Practical Applications
Overview
Wan-Move introduces a motion-controllable, image-to-video generation framework that achieves fine-grained control by injecting point-trajectory guidance directly into latent image features—without auxiliary motion encoders. It scales to high-fidelity, 5-second 480p outputs and is benchmarked via MoveBench, a curated dataset with dense motion annotations. Below are practical, real-world applications enabled by Wan-Move’s findings and methods.
Immediate Applications
- Motion Brush–style video editing for creators and studios (Media, Advertising, Software)
- What: Integrate trajectory-based “drag-to-animate” into video editors to animate objects and backgrounds from a single image with precise control.
- Tools/products/workflows:
- Plugins for Adobe After Effects/Premiere, DaVinci Resolve, Blender: UI to draw trajectories; API to run Wan-Move inference.
- Web/mobile apps for “drag-to-animate” (image + points/paths → 5-second video).
- Assumptions/dependencies:
- 5-second, 480p outputs are acceptable; higher resolutions or longer durations may need scaling.
- Requires GPU inference and an I2V backbone (e.g., Wan-I2V-14B).
- Trajectories must be specified or extracted; occlusion can reduce control stability.
- Controlled motion transfer from reference videos (Media, Social, E-commerce)
- What: Extract point tracks from a reference video (e.g., fabric flutter, hair sway, camera pan) and apply to a new image/product shot.
- Tools/products/workflows: CoTracker for tracking → latent trajectory mapping → Wan-Move generation.
- Assumptions/dependencies:
- Motion transfer works best when scene semantics are compatible; large domain shifts can reduce realism.
- Tracking quality limits transfer fidelity.
- Camera path and background motion control (Media, Education)
- What: Programmatically control camera pans/zooms/dollies using background point tracks or depth-based projection to create consistent camera motion.
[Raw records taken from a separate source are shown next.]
use std::pin::Pin;
use std::sync::atomic::{AtomicUsize, Ordering};
use std::sync::Arc;
use std::time::Duration;

use anyhow::Result;
use async_trait::async_trait;
use futures_core::Stream;

use crate::types::{ChatOptions, DoneMetadata, ProviderMessage, StreamEvent};
use crate::Provider;

/// Canned-response provider for tests and offline demos, grounded in the
/// word-by-word streaming idiom of a stub provider. Never touches the
/// network.
pub struct MockProvider {
    reply: String,
    summary: String,
    delay: Duration,
    calls: Arc<AtomicUsize>,
}

impl MockProvider {
    pub fn with_reply(text: impl Into<String>) -> Self {
        Self {
            reply: text.into(),
            summary: String::new(),
            delay: Duration::from_millis(0),
            calls: Arc::new(AtomicUsize::new(0)),
        }
    }

    pub fn with_summary(text: impl Into<String>) -> Self {
        Self {
            reply: String::new(),
            summary: text.into(),
            delay: Duration::from_millis(0),
            calls: Arc::new(AtomicUsize::new(0)),
        }
    }

    /// Adds an artificial delay to `summarize`, used to exercise the
    /// summarization lock and its timeout.
    pub fn with_summarize_delay(mut self, delay: Duration) -> Self {
        self.delay = delay;
        self
    }

    pub fn call_count(&self) -> usize {
        self.calls.load(Ordering::SeqCst)
    }
}

#[async_trait]
impl Provider for MockProvider {
    async fn chat_stream(
        &self,
        _messages: &[ProviderMessage],
        _options: &ChatOptions,
    ) -> Result<Pin<Box<dyn Stream<Item = Result<StreamEvent>> + Send>>> {
        self.calls.fetch_add(1, Ordering::SeqCst);
        let words: Vec<String> = self.reply.split(' ').map(|w| w.to_string()).collect();
        let stream = async_stream::stream! {
            for (i, word) in words.iter().enumerate() {
                let text = if i == 0 { word.clone() } else { format!(" {word}") };
                yield Ok(StreamEvent::TextDelta { text });
            }
            yield Ok(StreamEvent::Done {
                metadata: DoneMetadata {
                    input_tokens: Some(0),
                    output_tokens: Some(words.len()),
                    stop_reason: Some("stop".to_string()),
                },
            });
        };
        Ok(Box::pin(stream))
    }

    async fn summarize(&self, _messages: &[ProviderMessage], _options: &ChatOptions) -> Result<String> {
        self.calls.fetch_add(1, Ordering::SeqCst);
        if self.delay > Duration::from_millis(0) {
            tokio::time::sleep(self.delay).await;
        }
        Ok(self.summary.clone())
    }
}
use std::path::{Path, PathBuf};

use anyhow::{Context, Result};
use chrono::{DateTime, Utc};
use serde::{Deserialize, Serialize};
use tokio::io::AsyncWriteExt;
use tracing::warn;

use cce_schema::Role;

#[derive(Debug, Clone, Serialize, Deserialize, PartialEq)]
pub struct RecordedMessage {
    pub role: Role,
    pub content: String,
    pub timestamp: DateTime<Utc>,
    /// Set on a message whose stream was cancelled mid-turn (§5 Cancellation).
    #[serde(default)]
    pub truncated: bool,
}

#[derive(Debug, Clone, Serialize, Deserialize, PartialEq)]
pub struct RecordedToolCall {
    pub id: String,
    pub name: String,
    pub input: serde_json::Value,
    pub output: Option<serde_json::Value>,
    pub timestamp: DateTime<Utc>,
}

#[derive(Debug, Clone, Serialize, Deserialize, Default, PartialEq)]
pub struct SessionMetadata {
    pub token_count: usize,
    pub compression_count: u32,
    pub mode_history: Vec<String>,
}

/// The root object written to `<home>/.ollm/sessions/<sessionId>.json`.
/// Compression and rollover in memory never touch this struct; it only ever
/// grows by `record_message` / `record_tool_call`.
#[derive(Debug, Clone, Serialize, Deserialize, PartialEq)]
pub struct SessionFile {
    pub session_id: String,
    pub start_time: DateTime<Utc>,
    pub last_activity: DateTime<Utc>,
    pub model: String,
    pub provider: String,
    pub messages: Vec<RecordedMessage>,
    pub tool_calls: Vec<RecordedToolCall>,
    pub metadata: SessionMetadata,
}

impl SessionFile {
    pub fn new(session_id: impl Into<String>, model: impl Into<String>, provider: impl Into<String>) -> Self {
        let now = Utc::now();
        Self {
            session_id: session_id.into(),
            start_time: now,
            last_activity: now,
            model: model.into(),
            provider: provider.into(),
            messages: Vec::new(),
            tool_calls: Vec::new(),
            metadata: SessionMetadata::default(),
        }
    }
}

/// Durable, crash-safe append-oriented recorder. Every mutating call writes
/// the whole session object via temp-file + fsync + atomic rename (P7).
pub struct SessionRecorder {
    sessions_dir: PathBuf,
    max_sessions: usize,
}

impl SessionRecorder {
    pub fn new(home: impl AsRef<Path>, max_sessions: usize) -> Self {
        Self {
            sessions_dir: home.as_ref().join(".ollm").join("sessions"),
            max_sessions,
        }
    }

    pub fn session_path(&self, session_id: &str) -> PathBuf {
        self.sessions_dir.join(format!("{session_id}.json"))
    }

    fn temp_path(&self, session_id: &str) -> PathBuf {
        self.sessions_dir.join(format!("{session_id}.json.tmp"))
    }

    pub async fn start_session(&self, session_id: &str, model: &str, provider: &str) -> Result<SessionFile> {
        tokio::fs::create_dir_all(&self.sessions_dir)
            .await
            .context("creating sessions directory")?;
        let session = SessionFile::new(session_id, model, provider);
        self.persist(&session).await?;
        self.enforce_retention().await?;
        Ok(session)
    }

    pub async fn load_session(&self, session_id: &str) -> Result<SessionFile> {
        let raw = tokio::fs::read_to_string(self.session_path(session_id))
            .await
            .with_context(|| format!("reading session {session_id}"))?;
        serde_json::from_str(&raw).with_context(|| format!("parsing session {session_id}"))
    }

    pub async fn record_message(&self, session: &mut SessionFile, role: Role, content: impl Into<String>, truncated: bool) -> Result<()> {
        session.messages.push(RecordedMessage {
            role,
            content: content.into(),
            timestamp: Utc::now(),
            truncated,
        });
        session.last_activity = Utc::now();
        self.persist(session).await?;
        self.enforce_retention().await
    }

    pub async fn record_tool_call(
        &self,
        session: &mut SessionFile,
        id: impl Into<String>,
        name: impl Into<String>,
        input: serde_json::Value,
        output: Option<serde_json::Value>,
    ) -> Result<()> {
        session.tool_calls.push(RecordedToolCall {
            id: id.into(),
            name: name.into(),
            input,
            output,
            timestamp: Utc::now(),
        });
        session.last_activity = Utc::now();
        self.persist(session).await?;
        self.enforce_retention().await
    }

    /// Step 2-4 of the write discipline: whole-object write to a temp file,
    /// fsync, atomic rename. A best-effort directory fsync follows; its
    /// failure (unsupported on some filesystems) is not propagated.
    async fn persist(&self, session: &SessionFile) -> Result<()> {
        let final_path = self.session_path(&session.session_id);
        let temp_path = self.temp_path(&session.session_id);
        let serialized = serde_json::to_vec_pretty(session).context("serializing session")?;

        let result = async {
            let mut file = tokio::fs::File::create(&temp_path).await?;
            file.write_all(&serialized).await?;
            file.sync_all().await?;
            tokio::fs::rename(&temp_path, &final_path).await?;
            Ok::<(), std::io::Error>(())
        }
        .await;

        if let Err(error) = result {
            let _ = tokio::fs::remove_file(&temp_path).await;
            return Err(error).context("writing session file");
        }

        if let Err(error) = sync_directory(&self.sessions_dir).await {
            warn!(%error, "directory fsync after session write failed (non-fatal)");
        }
        Ok(())
    }

    /// Deletes the oldest sessions beyond `max_sessions`, ranked by
    /// `last_activity`. Runs on every save and should also run on startup.
    pub async fn enforce_retention(&self) -> Result<()> {
        let mut entries: Vec<(PathBuf, DateTime<Utc>)> = Vec::new();
        let mut dir = match tokio::fs::read_dir(&self.sessions_dir).await {
            Ok(dir) => dir,
            Err(error) if error.kind() == std::io::ErrorKind::NotFound => return Ok(()),
            Err(error) => return Err(error.into()),
        };

        while let Some(entry) = dir.next_entry().await? {
            let path = entry.path();
            if path.extension().and_then(|e| e.to_str()) != Some("json") {
                continue;
            }
            let raw = match tokio::fs::read_to_string(&path).await {
                Ok(raw) => raw,
                Err(_) => continue,
            };
            let Ok(session) = serde_json::from_str::<SessionFile>(&raw) else {
                continue;
            };
            entries.push((path, session.last_activity));
        }

        if entries.len() <= self.max_sessions {
            return Ok(());
        }

        entries.sort_by(|a, b| b.1.cmp(&a.1));
        for (path, _) in entries.into_iter().skip(self.max_sessions) {
            let _ = tokio::fs::remove_file(path).await;
        }
        Ok(())
    }
}

#[cfg(unix)]
async fn sync_directory(dir: &Path) -> std::io::Result<()> {
    let dir = dir.to_path_buf();
    tokio::task::spawn_blocking(move || {
        let file = std::fs::File::open(&dir)?;
        file.sync_all()
    })
    .await
    .map_err(|e| std::io::Error::other(e))?
}

#[cfg(not(unix))]
async fn sync_directory(_dir: &Path) -> std::io::Result<()> {
    Ok(())
}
- Tools/products/workflows: Monocular depth (e.g., Depth-Anything-like models) → project paths → generate with Wan-Move.
- Assumptions/dependencies:
- Monocular depth errors may affect realism.
- Complex parallax/occlusions remain challenging.
- Previsualization and storyboarding (Film, Animation, VFX)
- What: Rapidly prototype motion beats (object motions, camera moves), iterate on timing and blocking without full 3D rigs.
- Tools/products/workflows: Image concept art + drawn trajectories → animatic clips; batch generation for alternative takes.
- Assumptions/dependencies:
- Suitable for short beats (5s), proof-of-concepts; full scenes still require longer duration support.
- Targeted social content and ads (Marketing, SMBs)
- What: Produce motion-consistent variants for A/B testing (e.g., different product spin paths or UI element motions).
- Tools/products/workflows: Template images + trajectories library; scripted batch generation pipeline.
- Assumptions/dependencies:
- Brand safety review needed; watermarking recommended for synthetic content policies.
- Educational visualizations and explainers (Education)
- What: Animate diagrams and processes by manually specifying motion (e.g., planetary orbits, mechanical linkages, biological processes).
- Tools/products/workflows: Slide/whiteboard image + trajectories → short video segments for lessons.
- Assumptions/dependencies:
- Requires careful trajectory authoring for scientific accuracy.
- Benchmarking and evaluation with MoveBench (Academia, Industry R&D, Policy)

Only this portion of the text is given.